Sunday 23 June 2013

To face the unknown


Day -5 to the 80Km of the MontBlanc

What did I get myself into? A month ago, I was happily running down the North Downs Way catching some "hills" without a care in the world of the distance and elevation I was logging. I was just another free spirit having a bit of fun, insouciant of the challenge that I am about to face in 5 days time...

Insouciance on the trail
Was the decision of entering this epic race taken after long consideration? That depends on how long is a long consideration...
Was time taken to ponder? Again, that would depend on what I was supposed to pounder on and well, for how long.
Was I supposed to reflect first on how much experience I needed to start the race? The super physical attributes to finish it? Or instead on the different sets of emotion that a run gives to us all no matter the distance, elevation or terrain? Or something else?
Because, well... I didn't think of any of that. Mick (my husband) and I had just returned from Madeira Island (Ultra Trail) and were still hyped from the beauty of the trail and the whole racing experience.

Madeira  UltraTrail

Mick mentioned that it was a shame that we couldn't do the Mont Blanc race together because it would have been as beautiful as this one and that well, I could have done it, it’s just a BIG hike.
Mick had entered the race way back when it was first announced. Back then, I was still recovering from the traumatic experience of running a first marathon (Beauty and The Beast), hence there was NO way I would have considered doing double the distance and quadruple the elevation. Who would have thought that 1 marathon (Steyning Stinger) and 1 ultra (CTS Exmoor) later, I would wish I had entered too?

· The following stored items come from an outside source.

use crate::application_port::ContentError;
use crate::domain_model::{ContentPage, JobPosting, PageRequest, Pagination, TeamMember};
use crate::domain_port::ContentRepo;
use std::sync::Mutex;

#[derive(Debug, Default)]
struct ContentData {
    team: Vec<TeamMember>,
    careers: Vec<JobPosting>,
}

/// Process-lifetime content store. Volatile on purpose: a restart starts
/// empty and the seed endpoint repopulates it.
#[derive(Debug, Default)]
pub struct MemoryContentRepo {
    data: Mutex<ContentData>,
}

impl MemoryContentRepo {
    pub fn new() -> Self {
        Self::default()
    }

    fn lock(&self) -> std::sync::MutexGuard<'_, ContentData> {
        self.data.lock().unwrap_or_else(|e| e.into_inner())
    }
}

fn page_slice<T: Clone>(items: &[T], page: u32, limit: u32) -> Vec<T> {
    let skip = (page as usize - 1) * limit as usize;
    items.iter().skip(skip).take(limit as usize).cloned().collect()
}

fn total_pages(total: usize, limit: u32) -> usize {
    total.div_ceil(limit as usize)
}

#[async_trait::async_trait]
impl ContentRepo for MemoryContentRepo {
    async fn read_page(&self, request: PageRequest) -> Result<ContentPage, ContentError> {
        let PageRequest { page, limit } = request;
        let data = self.lock();
        Ok(ContentPage {
            team: page_slice(&data.team, page, limit),
            careers: page_slice(&data.careers, page, limit),
            pagination: Pagination {
                page,
                limit,
                total_team: data.team.len(),
                total_careers: data.careers.len(),
                total_pages_team: total_pages(data.team.len(), limit),
                total_pages_careers: total_pages(data.careers.len(), limit),
            },
        })
    }

    async fn replace_team(&self, team: Vec<TeamMember>) -> Result<(), ContentError> {
        self.lock().team = team;
        Ok(())
    }

    async fn replace_careers(&self, careers: Vec<JobPosting>) -> Result<(), ContentError> {
        self.lock().careers = careers;
        Ok(())
    }

    async fn append_team(&self, mut team: Vec<TeamMember>) -> Result<(), ContentError> {
        self.lock().team.append(&mut team);
        Ok(())
    }

    async fn append_careers(&self, mut careers: Vec<JobPosting>) -> Result<(), ContentError> {
        self.lock().careers.append(&mut careers);
        Ok(())
    }

    async fn counts(&self) -> Result<(usize, usize), ContentError> {
        let data = self.lock();
        Ok((data.team.len(), data.careers.len()))
    }
}
use crate::domain_model::{ContentPage, JobPosting, PageRequest, TeamMember};
use serde::Serialize;

#[derive(Debug, thiserror::Error)]
pub enum ContentError {
    #[error("validation error: {0}")]
    Validation(String),
    #[error("store error: {0}")]
    Store(String),
    #[error("internal error: {0}")]
    InternalError(String),
}

/// A content write. Either collection may be omitted to leave it untouched;
/// omitting both is a validation error.
#[derive(Debug, Clone, Default)]
pub struct ContentUpdate {
    pub team: Option<Vec<TeamMember>>,
    pub careers: Option<Vec<JobPosting>>,
}

#[derive(Debug, Clone, Copy, Eq, PartialEq, Serialize)]
#[serde(rename_all = "snake_case")]
pub enum SeedOutcome {
    Seeded,
    AlreadyPopulated,
}

#[derive(Debug, Clone, Copy, Serialize)]
#[serde(rename_all = "camelCase")]
pub struct ContentCounts {
    pub team: usize,
    pub careers: usize,
}

#[async_trait::async_trait]
pub trait ContentService: Send + Sync {
    /// Cache-aside read of one content page.
    async fn get_content(&self, request: PageRequest) -> Result<ContentPage, ContentError>;
    /// Replace the provided collections, then drop every cached page before
    /// reporting success.
    async fn update_content(&self, update: ContentUpdate) -> Result<(), ContentError>;
    /// Populate initial data, but only into an empty store.
    async fn seed(&self, seed: ContentUpdate) -> Result<SeedOutcome, ContentError>;
    async fn counts(&self) -> Result<ContentCounts, ContentError>;
}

This wish should have been just that, a wish, one you make because you know deep down it is crazy and so it can never become reality and you will never have to face any consequences.
But this wish,...became reality. 30 places got freed up, and one was for me. And now, I am facing a reality that I could have only imagined in my wildest dream...actually I don’t even think I would have ever dreamt of it...                                
                                           
So 2 marathons non-stop, add 6000 m of ascent and you get an epic journey that many dream of.

Teaser Mont Blanc
I should be grateful; I should be training my legs off, doing cardio and all and be committed to this.I should be like Mick, studying the profile, the maps, doing hills repeats, getting upset when training don’t go to plan, right? Well, no ,I have been going with the motion of whatever Mick is doing during the weekend..a long run,a bit of core exercises and moaning that there are not many hills... and now, you think: Gosh, this one is crazy, what is she thinking?!

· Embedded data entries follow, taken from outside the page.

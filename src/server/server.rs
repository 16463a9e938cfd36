use crate::application_impl::*;
use crate::application_port::*;
use crate::domain_model::PaginationLimits;
use crate::domain_port::{SessionRecord, SessionStore};
use crate::infra_memory::*;
use crate::logger::*;
use crate::settings::Settings;
use std::sync::{Arc, Mutex};
use std::time::Duration;
use tokio::task::JoinHandle;
use tokio_util::sync::CancellationToken;

pub struct Server {
    pub auth_service: Arc<dyn AuthService>,
    pub content_service: Arc<dyn ContentService>,
    pagination_limits: PaginationLimits,
    seed_data: ContentUpdate,
    started_at: std::time::Instant,
    sweeper_handles: Mutex<Vec<JoinHandle<()>>>,
    cancel: CancellationToken,
}

impl Server {
    pub fn try_new(settings: &Settings) -> anyhow::Result<Self> {
        let cancel = CancellationToken::new();
        let sweep_interval = Duration::from_secs(settings.sweep.interval_secs);
        let mut sweeper_handles = Vec::new();

        // Refresh-token registry: its own expiring store, swept in the
        // background, never shared with the cache.
        let session_entries = Arc::new(ExpiringStore::<SessionRecord>::new());
        sweeper_handles.push(spawn_sweeper(
            session_entries.clone(),
            sweep_interval,
            cancel.clone(),
        ));
        let session_store: Arc<dyn SessionStore> =
            Arc::new(MemorySessionStore::new(session_entries));

        let credentials: Arc<dyn CredentialStore> = Arc::new(AdminCredentialStore::new(
            &settings.auth.admin_user,
            &settings.auth.admin_pass,
        ));
        let token_codec: Arc<dyn TokenCodec> = Arc::new(JwtHs256Codec::new(JwtConfig {
            issuer: settings.auth.issuer.clone(),
            audience: settings.auth.audience.clone(),
            access_ttl: Duration::from_secs(settings.auth.access_ttl_secs),
            refresh_ttl: Duration::from_secs(settings.auth.refresh_ttl_secs),
            signing_key: settings.auth.jwt_secret.clone().into_bytes(),
        }));

        let auth_service: Arc<dyn AuthService> = match settings.auth.backend.as_str() {
            "fake" => Arc::new(FakeAuthService::new()),
            "real" => Arc::new(RealAuthService::new(credentials, token_codec, session_store)),
            other => return Err(anyhow::anyhow!("Unknown auth backend: {}", other)),
        };

        // Response cache: the second expiring-store instance, bounded and
        // swept on the same period.
        let cache = Arc::new(ResponseCache::new(
            settings.cache.max_entries,
            Duration::from_secs(settings.cache.ttl_secs),
        ));
        sweeper_handles.push(spawn_sweeper(cache.store(), sweep_interval, cancel.clone()));

        let content_repo: Arc<dyn crate::domain_port::ContentRepo> =
            Arc::new(MemoryContentRepo::new());
        let content_service: Arc<dyn ContentService> =
            Arc::new(RealContentService::new(content_repo, cache));

        let seed_data = load_seed(&settings.content.seed_path);

        info!("server started");

        Ok(Self {
            auth_service,
            content_service,
            pagination_limits: PaginationLimits {
                default_page_size: settings.content.default_page_size,
                max_page_size: settings.content.max_page_size,
            },
            seed_data,
            started_at: std::time::Instant::now(),
            sweeper_handles: Mutex::new(sweeper_handles),
            cancel,
        })
    }

    pub fn pagination_limits(&self) -> PaginationLimits {
        self.pagination_limits
    }

    pub fn seed_data(&self) -> ContentUpdate {
        self.seed_data.clone()
    }

    pub fn uptime_secs(&self) -> u64 {
        self.started_at.elapsed().as_secs()
    }

    pub async fn shutdown(&self) {
        info!("server shutting down...");

        self.cancel.cancel();

        let handles: Vec<_> = match self.sweeper_handles.lock() {
            Ok(mut lock) => lock.drain(..).collect(),
            Err(_) => Vec::new(),
        };
        for handle in handles {
            let r = handle.await;
            debug!("sweeper handle dropped: {:?}", r);
        }
    }
}

fn load_seed(path: &str) -> ContentUpdate {
    #[derive(serde::Deserialize)]
    struct SeedFile {
        #[serde(default)]
        team: Option<Vec<crate::domain_model::TeamMember>>,
        #[serde(default)]
        careers: Option<Vec<crate::domain_model::JobPosting>>,
    }

    match std::fs::read_to_string(path) {
        Ok(raw) => match serde_json::from_str::<SeedFile>(&raw) {
            Ok(seed) => ContentUpdate {
                team: seed.team,
                careers: seed.careers,
            },
            Err(e) => {
                warn!(path, "seed file is not valid JSON: {e}");
                ContentUpdate::default()
            }
        },
        Err(e) => {
            warn!(path, "seed file not readable: {e}");
            ContentUpdate::default()
        }
    }
}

And well, you might be right; the decision to enter this race was made just from feeling an excitement of being on a trail with loads of ascent and barely any flat.
That’s it: no care in the world for the unknown of fatigue, hurt, up,lows of an ultra but just the ups and downs of a Mont.

So when I'll face the unknown, what will I try to do? Run for it until it becomes a familiarity as "the bane of the unknown is no whit less than the bane of freedom".